Starting at the first line of the records below, transcribe each line exactly, ending with the line that contains "enter the body.".

START AVAILABLE RECORDS

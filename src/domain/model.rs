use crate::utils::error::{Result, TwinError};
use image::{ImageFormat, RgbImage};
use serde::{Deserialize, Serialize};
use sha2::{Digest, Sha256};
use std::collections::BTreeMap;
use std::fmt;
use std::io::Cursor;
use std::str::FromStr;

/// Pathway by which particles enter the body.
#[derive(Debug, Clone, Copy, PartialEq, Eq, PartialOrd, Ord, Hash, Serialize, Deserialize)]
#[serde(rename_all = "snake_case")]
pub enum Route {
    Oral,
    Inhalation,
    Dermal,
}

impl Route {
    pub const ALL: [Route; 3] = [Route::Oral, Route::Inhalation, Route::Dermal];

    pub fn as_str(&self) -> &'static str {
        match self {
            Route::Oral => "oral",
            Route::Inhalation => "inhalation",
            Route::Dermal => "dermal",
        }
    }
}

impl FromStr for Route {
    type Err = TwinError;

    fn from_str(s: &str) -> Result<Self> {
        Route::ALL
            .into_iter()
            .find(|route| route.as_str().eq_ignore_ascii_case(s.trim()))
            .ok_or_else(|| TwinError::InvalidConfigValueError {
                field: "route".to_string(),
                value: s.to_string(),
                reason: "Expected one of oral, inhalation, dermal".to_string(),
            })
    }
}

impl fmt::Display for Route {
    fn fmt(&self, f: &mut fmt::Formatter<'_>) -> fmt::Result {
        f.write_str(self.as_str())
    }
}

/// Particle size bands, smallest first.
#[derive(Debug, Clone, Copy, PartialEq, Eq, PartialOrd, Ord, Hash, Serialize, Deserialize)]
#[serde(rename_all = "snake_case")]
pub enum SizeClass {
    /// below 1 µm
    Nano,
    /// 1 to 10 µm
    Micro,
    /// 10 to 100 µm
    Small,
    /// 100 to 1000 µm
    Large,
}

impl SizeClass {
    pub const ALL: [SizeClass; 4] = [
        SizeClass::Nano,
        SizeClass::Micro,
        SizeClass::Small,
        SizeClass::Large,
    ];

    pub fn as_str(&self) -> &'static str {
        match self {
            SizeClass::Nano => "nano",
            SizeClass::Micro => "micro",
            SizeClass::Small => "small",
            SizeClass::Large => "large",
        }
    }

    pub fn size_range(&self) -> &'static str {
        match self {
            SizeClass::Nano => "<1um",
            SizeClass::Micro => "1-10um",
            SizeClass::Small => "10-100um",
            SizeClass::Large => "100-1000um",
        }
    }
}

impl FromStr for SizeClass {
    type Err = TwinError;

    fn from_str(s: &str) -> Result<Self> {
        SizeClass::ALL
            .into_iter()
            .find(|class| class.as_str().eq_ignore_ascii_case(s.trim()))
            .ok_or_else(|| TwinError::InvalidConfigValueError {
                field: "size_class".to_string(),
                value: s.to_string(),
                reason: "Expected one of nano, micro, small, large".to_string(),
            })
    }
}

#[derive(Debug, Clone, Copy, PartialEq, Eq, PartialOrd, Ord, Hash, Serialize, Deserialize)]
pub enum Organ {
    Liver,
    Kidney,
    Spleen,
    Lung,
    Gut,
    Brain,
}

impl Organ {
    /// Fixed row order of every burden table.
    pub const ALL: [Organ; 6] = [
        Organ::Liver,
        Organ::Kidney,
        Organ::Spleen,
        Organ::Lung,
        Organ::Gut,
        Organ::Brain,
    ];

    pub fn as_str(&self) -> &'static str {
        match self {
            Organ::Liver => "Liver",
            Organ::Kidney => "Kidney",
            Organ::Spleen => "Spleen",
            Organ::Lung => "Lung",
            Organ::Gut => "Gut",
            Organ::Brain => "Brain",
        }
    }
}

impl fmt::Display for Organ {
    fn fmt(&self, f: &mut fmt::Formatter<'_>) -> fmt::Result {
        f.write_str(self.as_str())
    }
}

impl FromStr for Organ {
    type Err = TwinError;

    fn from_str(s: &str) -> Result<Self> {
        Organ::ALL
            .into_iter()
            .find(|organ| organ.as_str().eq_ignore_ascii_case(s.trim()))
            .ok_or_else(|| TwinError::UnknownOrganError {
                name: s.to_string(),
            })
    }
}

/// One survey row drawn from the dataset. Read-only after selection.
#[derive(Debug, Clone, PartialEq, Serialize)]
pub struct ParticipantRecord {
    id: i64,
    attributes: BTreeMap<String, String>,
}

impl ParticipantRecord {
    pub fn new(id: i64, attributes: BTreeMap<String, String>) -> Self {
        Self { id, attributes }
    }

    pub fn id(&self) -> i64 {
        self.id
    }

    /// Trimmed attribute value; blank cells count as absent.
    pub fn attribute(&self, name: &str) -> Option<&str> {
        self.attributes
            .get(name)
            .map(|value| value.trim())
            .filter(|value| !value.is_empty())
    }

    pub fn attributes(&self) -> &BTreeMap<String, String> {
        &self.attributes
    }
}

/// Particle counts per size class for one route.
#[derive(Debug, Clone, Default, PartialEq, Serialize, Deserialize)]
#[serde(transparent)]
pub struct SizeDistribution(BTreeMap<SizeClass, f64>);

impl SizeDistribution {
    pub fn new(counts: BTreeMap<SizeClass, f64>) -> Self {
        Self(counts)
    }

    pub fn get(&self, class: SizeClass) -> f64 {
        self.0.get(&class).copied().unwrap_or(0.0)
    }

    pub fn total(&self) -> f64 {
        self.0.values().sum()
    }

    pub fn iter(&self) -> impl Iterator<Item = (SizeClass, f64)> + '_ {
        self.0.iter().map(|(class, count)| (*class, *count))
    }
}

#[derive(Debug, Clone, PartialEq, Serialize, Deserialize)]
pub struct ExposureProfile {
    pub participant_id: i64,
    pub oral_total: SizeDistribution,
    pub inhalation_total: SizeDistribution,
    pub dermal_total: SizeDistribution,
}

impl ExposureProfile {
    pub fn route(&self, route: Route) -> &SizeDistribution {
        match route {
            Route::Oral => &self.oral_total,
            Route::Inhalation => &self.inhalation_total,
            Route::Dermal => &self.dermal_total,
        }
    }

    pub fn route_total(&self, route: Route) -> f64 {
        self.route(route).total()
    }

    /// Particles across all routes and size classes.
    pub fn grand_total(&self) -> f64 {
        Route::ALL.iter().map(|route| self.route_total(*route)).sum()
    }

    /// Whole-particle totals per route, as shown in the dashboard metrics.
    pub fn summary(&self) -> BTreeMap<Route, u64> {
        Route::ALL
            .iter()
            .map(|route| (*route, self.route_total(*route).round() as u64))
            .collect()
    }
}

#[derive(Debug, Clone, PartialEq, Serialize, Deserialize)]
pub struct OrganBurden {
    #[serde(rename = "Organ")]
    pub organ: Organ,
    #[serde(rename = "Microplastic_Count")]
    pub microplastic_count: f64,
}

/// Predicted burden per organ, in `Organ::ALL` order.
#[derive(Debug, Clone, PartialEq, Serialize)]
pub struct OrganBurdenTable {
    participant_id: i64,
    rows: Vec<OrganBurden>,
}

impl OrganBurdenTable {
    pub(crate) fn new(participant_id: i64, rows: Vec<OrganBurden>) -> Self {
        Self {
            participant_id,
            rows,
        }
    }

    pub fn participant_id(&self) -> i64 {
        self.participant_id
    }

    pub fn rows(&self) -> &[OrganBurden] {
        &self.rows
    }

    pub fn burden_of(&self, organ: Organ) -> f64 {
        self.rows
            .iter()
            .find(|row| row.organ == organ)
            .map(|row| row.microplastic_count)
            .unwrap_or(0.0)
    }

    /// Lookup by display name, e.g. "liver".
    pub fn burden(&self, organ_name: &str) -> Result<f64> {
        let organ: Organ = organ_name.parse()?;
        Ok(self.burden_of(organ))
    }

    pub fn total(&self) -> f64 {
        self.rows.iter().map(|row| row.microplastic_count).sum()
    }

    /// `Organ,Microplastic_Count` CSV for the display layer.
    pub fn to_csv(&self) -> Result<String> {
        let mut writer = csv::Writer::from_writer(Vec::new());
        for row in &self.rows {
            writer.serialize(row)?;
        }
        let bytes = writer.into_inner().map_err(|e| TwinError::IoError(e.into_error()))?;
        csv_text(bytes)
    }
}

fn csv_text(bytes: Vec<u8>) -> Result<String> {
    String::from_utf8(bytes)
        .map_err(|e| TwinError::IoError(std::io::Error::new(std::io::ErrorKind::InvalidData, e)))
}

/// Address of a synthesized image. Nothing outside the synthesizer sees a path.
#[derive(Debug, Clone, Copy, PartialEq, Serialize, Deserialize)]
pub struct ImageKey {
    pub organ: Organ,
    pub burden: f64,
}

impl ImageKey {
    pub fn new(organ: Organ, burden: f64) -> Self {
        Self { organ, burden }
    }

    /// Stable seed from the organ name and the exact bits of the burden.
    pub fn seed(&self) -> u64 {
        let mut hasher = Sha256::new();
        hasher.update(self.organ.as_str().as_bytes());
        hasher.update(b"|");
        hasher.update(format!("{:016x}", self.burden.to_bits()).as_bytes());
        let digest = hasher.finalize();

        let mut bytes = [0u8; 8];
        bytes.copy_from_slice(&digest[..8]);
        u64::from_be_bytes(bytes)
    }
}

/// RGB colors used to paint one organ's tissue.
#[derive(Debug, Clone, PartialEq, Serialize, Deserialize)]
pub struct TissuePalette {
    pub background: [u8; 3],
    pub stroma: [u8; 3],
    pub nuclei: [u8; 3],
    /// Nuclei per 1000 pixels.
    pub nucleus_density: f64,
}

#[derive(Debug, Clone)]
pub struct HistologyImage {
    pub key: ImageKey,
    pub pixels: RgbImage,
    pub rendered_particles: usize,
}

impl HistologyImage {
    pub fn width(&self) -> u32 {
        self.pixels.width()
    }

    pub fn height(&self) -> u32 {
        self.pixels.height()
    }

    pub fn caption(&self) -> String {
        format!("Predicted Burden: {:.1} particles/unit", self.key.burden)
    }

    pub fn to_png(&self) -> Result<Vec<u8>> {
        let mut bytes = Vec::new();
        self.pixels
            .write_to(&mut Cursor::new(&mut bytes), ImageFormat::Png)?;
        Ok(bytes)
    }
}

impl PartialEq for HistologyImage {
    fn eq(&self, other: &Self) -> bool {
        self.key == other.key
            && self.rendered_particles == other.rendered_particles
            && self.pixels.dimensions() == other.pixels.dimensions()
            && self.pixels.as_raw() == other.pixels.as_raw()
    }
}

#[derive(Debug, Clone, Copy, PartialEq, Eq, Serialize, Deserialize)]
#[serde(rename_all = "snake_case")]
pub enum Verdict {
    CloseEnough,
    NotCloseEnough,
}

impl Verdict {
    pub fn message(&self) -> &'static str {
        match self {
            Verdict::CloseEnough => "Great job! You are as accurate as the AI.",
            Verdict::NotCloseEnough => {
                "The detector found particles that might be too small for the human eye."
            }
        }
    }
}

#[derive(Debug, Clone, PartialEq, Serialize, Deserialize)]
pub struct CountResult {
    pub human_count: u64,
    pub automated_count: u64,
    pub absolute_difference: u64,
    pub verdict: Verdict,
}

END AVAILABLE RECORDS

** ANSWER SPACE **
filename src/domain/model.rs
use crate::utils::error::{Result, TwinError};
use image::{ImageFormat, RgbImage};
use serde::{Deserialize, Serialize};
use sha2::{Digest, Sha256};
use std::collections::BTreeMap;
use std::fmt;
use std::io::Cursor;
use std::str::FromStr;

/// Pathway by which particles enter the body.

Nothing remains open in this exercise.